Il existe à ce stade peu de raisons de penser que ce mouvement jurisprudentiel puisse connaître un infléchissement.

En second lieu, l’analyse des jugements démontre que le juge administratif s’attache à effectuer un contrôle strict des sujétions motivant les dérogations aux 1607 heures mises en place par les collectivités territoriales.

Par exemple, la commune et le CCAS de Nanterre avaient mis en place une dérogation reposant à la fois sur la pénibilité des fonctions et sur l’âge (agents de 50 ans et plus) ou l’existence d’une maladie professionnelle chez un agent. Le tribunal administratif de Cergy-Pontoise (affaires n° 2201868 et 2205373) a annulé les délibérations au motif que ce régime dérogatoire reposait « sur des considérations autres que celles intrinsèquement liées à la nature même des missions exercées », en l’occurrence la vulnérabilité particulière de certains agents du fait de leur âge ou de leur état de santé. L’argumentation de la commune et du CCAS pour chercher à démontrer le lien entre ces critères et la pénibilité du travail a été vain.

S’agissant du tribunal administratif de Marseille (affaire n° 2107866), il a annulé une délibération de la ville de Marseille qui avait mis en place une dérogation pour les agents des écoles et crèches motivée par les effets de la crise sanitaire (surcharge de travail et absentéisme liés à l’épidémie).

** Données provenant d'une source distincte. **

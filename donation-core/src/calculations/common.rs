//! Shared decimal helpers for donation amounts.

use rust_decimal::{Decimal, RoundingStrategy};

/// Rounds a decimal value to exactly two decimal places using half-up rounding.
///
/// Values at exactly 0.005 round away from zero, as currency display expects.
///
/// # Examples
///
/// ```
/// use rust_decimal_macros::dec;
/// use donation_core::calculations::common::round_half_up;
///
/// assert_eq!(round_half_up(dec!(2.554)), dec!(2.55));
/// assert_eq!(round_half_up(dec!(2.555)), dec!(2.56));
/// assert_eq!(round_half_up(dec!(-2.555)), dec!(-2.56));
/// ```
pub fn round_half_up(value: Decimal) -> Decimal {
    value.round_dp_with_strategy(2, RoundingStrategy::MidpointAwayFromZero)
}

/// Returns the larger of two decimal values.
pub fn max(
    a: Decimal,
    b: Decimal,
) -> Decimal {
    if a > b { a } else { b }
}

/// Clamps negative amounts to zero. Monetary fields never go below 0.
///
/// ```
/// use rust_decimal_macros::dec;
/// use donation_core::calculations::common::clamp_non_negative;
///
/// assert_eq!(clamp_non_negative(dec!(-0.01)), dec!(0));
/// assert_eq!(clamp_non_negative(dec!(12.50)), dec!(12.50));
/// ```
pub fn clamp_non_negative(value: Decimal) -> Decimal {
    max(value, Decimal::ZERO)
}

/// Largest amount any single monetary field accepts: $999,999.99.
pub const MAXIMUM_AMOUNT: Decimal = Decimal::from_parts(99_999_999, 0, 0, false, 2);

/// Clamps an entered amount into `0..=MAXIMUM_AMOUNT`.
///
/// Keeping every input under the ceiling keeps the tip, the allocation sum
/// and the total well inside `Decimal`'s range.
///
/// ```
/// use rust_decimal_macros::dec;
/// use donation_core::calculations::common::{MAXIMUM_AMOUNT, clamp_amount};
///
/// assert_eq!(clamp_amount(dec!(-3)), dec!(0));
/// assert_eq!(clamp_amount(dec!(1e20)), MAXIMUM_AMOUNT);
/// ```
pub fn clamp_amount(value: Decimal) -> Decimal {
    clamp_non_negative(value).min(MAXIMUM_AMOUNT)
}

Le juge a estimé, à travers une formulation relativement cinglante, que ces circonstances n’étaient pas intrinsèquement liées à la nature des missions exercées par les agents mais au contraire qu’elles se rapportaient « à des difficultés d’organisation interne qu’ont connu toutes les organisations collectives exerçant des missions comparables en France du fait de cette crise ».

Quant aux tribunaux administratifs de Melun (affaire n° 2302950) et de Dijon (affaire n° 2201146), ils ont eu l’occasion d’annuler des délibérations mettant en place une dérogation aux 1607 heures pour l’ensemble du personnel communal. Sans surprise, les juges n’ont pas été convaincus par l’argumentation des communes selon laquelle l’ensemble de leurs agents seraient soumis à des sujétions particulières.

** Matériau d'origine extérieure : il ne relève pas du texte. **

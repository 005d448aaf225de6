use std::path::PathBuf;

use anyhow::Context;
use clap::Parser;
use tracing::{debug, info};

use donation_cli::app::{self, Catalogs};
use donation_cli::config::AppConfig;
use donation_cli::render::CatalogListing;
use donation_cli::{csv_loader, logging};

// ─── CLI definition ──────────────────────────────────────────────────────────

/// Donation form calculator.
///
/// Loads donation forms from a CSV file, prints each form's summary and
/// submits it to the configured payment backend.
#[derive(Debug, Parser)]
struct Cli {
    /// CSV file with one donation form per row.
    #[arg(long, required_unless_present = "list")]
    forms: Option<PathBuf>,

    /// Configuration file. Defaults to `donate.toml` when present.
    #[arg(long)]
    config: Option<PathBuf>,

    /// Charity catalog CSV, overriding the config file.
    #[arg(long)]
    charities: Option<PathBuf>,

    /// Referral sources CSV, overriding the config file.
    #[arg(long)]
    referrals: Option<PathBuf>,

    /// Append log output to this file.
    #[arg(long)]
    log_file: Option<PathBuf>,

    /// Log level or filter directive, e.g. `debug` or `donation_core=trace`.
    #[arg(long)]
    log_level: Option<String>,

    /// Print the charity and referral catalogs and exit.
    #[arg(long)]
    list: bool,
}

impl Cli {
    /// Folds command-line overrides into `config`.
    fn apply_to(
        &self,
        config: &mut AppConfig,
    ) {
        if let Some(path) = &self.charities {
            config.catalog.charities = Some(path.clone());
        }
        if let Some(path) = &self.referrals {
            config.catalog.referral_sources = Some(path.clone());
        }
        if let Some(path) = &self.log_file {
            config.logging.file = Some(path.clone());
        }
        if let Some(level) = &self.log_level {
            config.logging.level = level.clone();
        }
    }
}

// ─── entry point ─────────────────────────────────────────────────────────────

#[tokio::main]
async fn main() -> anyhow::Result<()> {
    let cli = Cli::parse();

    let mut config = AppConfig::resolve(cli.config.as_deref()).context("loading configuration")?;
    cli.apply_to(&mut config);

    logging::init_logging(&config.logging.level, config.logging.stdout);
    if let Some(path) = &config.logging.file {
        logging::enable_file_logging(path)?;
    }
    debug!(?config, "configuration resolved");

    let catalogs = Catalogs::load(
        config.catalog.charities.as_deref(),
        config.catalog.referral_sources.as_deref(),
    )
    .context("loading catalogs")?;

    if cli.list {
        println!(
            "{}",
            CatalogListing {
                charities: &catalogs.charities,
                referrals: &catalogs.referrals,
            }
        );
        return Ok(());
    }

    let Some(forms_path) = cli.forms.as_deref() else {
        anyhow::bail!("--forms is required");
    };
    let forms = csv_loader::load_from_file(forms_path, &catalogs.charities, &catalogs.referrals)
        .with_context(|| format!("loading forms from '{}'", forms_path.display()))?;

    let gateway_config = config.gateway_config();
    debug!("creating {} submission backend", gateway_config.backend);
    let registry = app::build_registry();
    let gateway = registry
        .create(&gateway_config)
        .await
        .context("creating submission backend")?;

    let report = app::run_batch(
        forms,
        &catalogs.charities,
        gateway.as_ref(),
        gateway_config.timeout,
    )
    .await;
    println!("{report}");
    info!(
        confirmed = report.confirmed(),
        awaiting_transfer = report.awaiting_transfer(),
        not_submitted = report.not_submitted(),
        "batch complete"
    );

    Ok(())
}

Enfin, notons que dans la seconde affaire jugée par le tribunal administratif de Melun (n° 2303778), celui-ci a validé la délibération du département du Val-de-Marne en ce qu’elle octroyait des jours de congés supplémentaires aux agents « dont les fonctions ont été limitativement et suffisamment énumérées » et qui les exposent à des travaux pénibles, dangereux et salissants.

Ce dernier exemple démontre qu’il est bel et bien possible pour les collectivités territoriales de mettre en place des dérogations aux temps de travail annuel de 1607 heures, mais que pour ce faire elles doivent s’astreindre à un travail précis et étayé de délimitation des sujétions particulières justifiant ces dérogations et de définitions des fonctions impactées par lesdites sujétions.